- _WHAT YOU SHOULD DO_
Each line of the material below that holds the word "anyhow" needs to be copied.

+++ DATA TO EXAMINE

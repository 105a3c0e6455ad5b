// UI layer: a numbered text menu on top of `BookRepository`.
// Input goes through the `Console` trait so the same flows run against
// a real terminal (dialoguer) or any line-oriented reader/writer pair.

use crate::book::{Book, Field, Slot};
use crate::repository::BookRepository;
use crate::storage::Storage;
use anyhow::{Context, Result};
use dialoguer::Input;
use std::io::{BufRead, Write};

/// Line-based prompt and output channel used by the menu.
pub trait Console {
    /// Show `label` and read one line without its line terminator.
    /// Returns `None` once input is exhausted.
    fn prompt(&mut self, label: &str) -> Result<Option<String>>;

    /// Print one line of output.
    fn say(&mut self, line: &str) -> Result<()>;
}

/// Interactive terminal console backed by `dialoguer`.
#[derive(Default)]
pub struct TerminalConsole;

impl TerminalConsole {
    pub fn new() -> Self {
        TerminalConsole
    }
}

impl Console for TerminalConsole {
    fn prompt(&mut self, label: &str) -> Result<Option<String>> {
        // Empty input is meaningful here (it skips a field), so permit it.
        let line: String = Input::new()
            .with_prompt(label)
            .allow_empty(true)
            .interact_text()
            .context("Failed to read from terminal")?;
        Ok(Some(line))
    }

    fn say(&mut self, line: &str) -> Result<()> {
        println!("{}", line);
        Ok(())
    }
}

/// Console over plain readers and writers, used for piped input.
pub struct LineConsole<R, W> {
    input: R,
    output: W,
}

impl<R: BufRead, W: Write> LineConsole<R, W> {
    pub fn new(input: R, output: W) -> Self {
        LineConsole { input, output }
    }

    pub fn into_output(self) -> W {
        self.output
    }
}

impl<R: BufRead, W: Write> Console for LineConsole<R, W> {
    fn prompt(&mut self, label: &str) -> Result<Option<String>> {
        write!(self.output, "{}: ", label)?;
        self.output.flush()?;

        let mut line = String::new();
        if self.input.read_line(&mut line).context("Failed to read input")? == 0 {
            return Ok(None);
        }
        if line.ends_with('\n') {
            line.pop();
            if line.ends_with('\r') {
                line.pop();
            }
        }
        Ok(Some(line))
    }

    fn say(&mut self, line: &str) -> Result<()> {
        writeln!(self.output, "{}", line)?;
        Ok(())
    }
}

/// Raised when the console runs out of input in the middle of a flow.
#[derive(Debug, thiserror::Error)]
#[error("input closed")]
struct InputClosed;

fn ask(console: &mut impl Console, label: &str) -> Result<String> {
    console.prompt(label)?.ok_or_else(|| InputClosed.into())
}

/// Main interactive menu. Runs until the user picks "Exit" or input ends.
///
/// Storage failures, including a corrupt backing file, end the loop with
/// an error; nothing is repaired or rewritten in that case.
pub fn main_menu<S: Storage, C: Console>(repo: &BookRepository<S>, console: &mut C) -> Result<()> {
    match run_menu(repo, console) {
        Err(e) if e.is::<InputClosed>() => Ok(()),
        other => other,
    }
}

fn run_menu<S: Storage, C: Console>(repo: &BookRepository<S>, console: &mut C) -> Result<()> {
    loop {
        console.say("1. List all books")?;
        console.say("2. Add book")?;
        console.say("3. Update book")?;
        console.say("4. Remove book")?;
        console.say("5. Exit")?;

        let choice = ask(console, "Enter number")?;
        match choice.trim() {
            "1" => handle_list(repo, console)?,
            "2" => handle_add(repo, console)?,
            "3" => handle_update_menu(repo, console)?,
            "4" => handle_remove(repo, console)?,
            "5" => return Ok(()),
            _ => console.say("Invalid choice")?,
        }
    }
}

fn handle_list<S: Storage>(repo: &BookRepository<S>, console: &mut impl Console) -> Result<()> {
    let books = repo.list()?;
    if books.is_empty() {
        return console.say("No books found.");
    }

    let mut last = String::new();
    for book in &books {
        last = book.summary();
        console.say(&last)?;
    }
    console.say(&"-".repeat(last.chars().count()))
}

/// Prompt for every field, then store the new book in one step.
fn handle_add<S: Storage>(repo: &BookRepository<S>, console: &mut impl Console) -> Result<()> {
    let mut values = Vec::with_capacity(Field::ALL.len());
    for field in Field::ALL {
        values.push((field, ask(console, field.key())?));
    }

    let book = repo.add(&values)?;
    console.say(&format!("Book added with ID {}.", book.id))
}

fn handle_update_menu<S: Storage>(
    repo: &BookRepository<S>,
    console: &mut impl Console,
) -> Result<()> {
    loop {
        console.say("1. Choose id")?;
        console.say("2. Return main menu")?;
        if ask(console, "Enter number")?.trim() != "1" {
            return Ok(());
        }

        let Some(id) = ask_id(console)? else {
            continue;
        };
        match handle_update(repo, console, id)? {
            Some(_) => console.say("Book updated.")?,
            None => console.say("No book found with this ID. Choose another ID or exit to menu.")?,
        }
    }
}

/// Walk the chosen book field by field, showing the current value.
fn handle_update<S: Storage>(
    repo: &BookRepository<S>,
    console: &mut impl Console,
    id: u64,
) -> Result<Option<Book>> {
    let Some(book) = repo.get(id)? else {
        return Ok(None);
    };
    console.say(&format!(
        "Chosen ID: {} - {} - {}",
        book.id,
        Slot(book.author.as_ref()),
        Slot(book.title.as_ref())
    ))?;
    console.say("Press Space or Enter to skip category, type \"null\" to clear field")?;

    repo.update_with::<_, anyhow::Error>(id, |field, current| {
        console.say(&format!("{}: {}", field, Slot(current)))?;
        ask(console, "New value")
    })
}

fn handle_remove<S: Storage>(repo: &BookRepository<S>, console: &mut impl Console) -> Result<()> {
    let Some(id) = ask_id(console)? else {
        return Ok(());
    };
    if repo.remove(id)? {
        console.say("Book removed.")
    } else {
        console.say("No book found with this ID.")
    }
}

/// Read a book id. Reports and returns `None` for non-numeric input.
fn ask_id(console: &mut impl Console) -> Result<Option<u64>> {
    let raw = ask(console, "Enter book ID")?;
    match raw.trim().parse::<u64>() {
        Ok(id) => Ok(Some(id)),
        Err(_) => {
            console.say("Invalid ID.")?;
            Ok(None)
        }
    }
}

++++++
+++ DATA TO EXAMINE

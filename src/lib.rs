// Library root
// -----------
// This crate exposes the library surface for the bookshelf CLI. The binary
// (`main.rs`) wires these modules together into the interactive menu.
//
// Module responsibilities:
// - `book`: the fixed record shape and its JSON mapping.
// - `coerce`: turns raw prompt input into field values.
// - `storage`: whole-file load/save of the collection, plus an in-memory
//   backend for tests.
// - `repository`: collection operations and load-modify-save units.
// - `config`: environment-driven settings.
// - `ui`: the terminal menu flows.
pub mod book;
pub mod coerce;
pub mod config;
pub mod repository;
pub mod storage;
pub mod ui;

++++++
+++ DATA TO EXAMINE

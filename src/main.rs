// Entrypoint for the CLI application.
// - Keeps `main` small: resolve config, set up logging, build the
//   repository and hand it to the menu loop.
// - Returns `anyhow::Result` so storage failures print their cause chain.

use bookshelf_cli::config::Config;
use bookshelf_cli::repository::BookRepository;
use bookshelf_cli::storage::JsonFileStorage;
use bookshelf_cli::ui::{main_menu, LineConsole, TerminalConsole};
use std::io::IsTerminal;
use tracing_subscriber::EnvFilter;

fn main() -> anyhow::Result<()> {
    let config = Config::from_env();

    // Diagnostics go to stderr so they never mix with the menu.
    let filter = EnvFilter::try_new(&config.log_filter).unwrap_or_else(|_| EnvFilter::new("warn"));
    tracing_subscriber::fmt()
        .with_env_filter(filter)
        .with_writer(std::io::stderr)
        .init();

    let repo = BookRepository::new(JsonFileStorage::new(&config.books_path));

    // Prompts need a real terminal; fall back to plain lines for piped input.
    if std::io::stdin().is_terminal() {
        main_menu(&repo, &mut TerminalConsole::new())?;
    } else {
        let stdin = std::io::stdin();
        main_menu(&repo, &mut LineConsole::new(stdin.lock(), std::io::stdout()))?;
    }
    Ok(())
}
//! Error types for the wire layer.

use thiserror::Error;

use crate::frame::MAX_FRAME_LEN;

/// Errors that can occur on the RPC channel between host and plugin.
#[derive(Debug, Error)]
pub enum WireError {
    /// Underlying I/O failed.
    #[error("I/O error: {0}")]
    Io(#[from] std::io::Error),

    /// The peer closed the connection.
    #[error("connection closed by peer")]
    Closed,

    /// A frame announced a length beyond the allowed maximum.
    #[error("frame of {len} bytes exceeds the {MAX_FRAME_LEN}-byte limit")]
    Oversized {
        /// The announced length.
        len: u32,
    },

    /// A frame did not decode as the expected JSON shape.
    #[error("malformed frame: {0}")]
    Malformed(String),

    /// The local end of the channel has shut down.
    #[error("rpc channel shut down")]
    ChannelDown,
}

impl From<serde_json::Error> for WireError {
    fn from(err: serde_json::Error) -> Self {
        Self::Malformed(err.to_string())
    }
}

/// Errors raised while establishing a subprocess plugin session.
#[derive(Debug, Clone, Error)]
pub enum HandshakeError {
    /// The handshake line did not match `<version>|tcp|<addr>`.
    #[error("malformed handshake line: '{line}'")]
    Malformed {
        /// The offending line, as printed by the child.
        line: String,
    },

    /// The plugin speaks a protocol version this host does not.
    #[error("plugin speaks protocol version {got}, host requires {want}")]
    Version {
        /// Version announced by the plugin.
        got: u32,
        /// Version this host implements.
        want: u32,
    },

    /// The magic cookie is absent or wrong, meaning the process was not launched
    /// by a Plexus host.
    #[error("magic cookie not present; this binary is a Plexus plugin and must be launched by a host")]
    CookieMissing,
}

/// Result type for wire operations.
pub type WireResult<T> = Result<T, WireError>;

++++++

- _SOLUTION_
use anyhow::{Context, Result};
    repo.update_with::<_, anyhow::Error>(id, |field, current| {
// - Returns `anyhow::Result` so storage failures print their cause chain.
fn main() -> anyhow::Result<()> {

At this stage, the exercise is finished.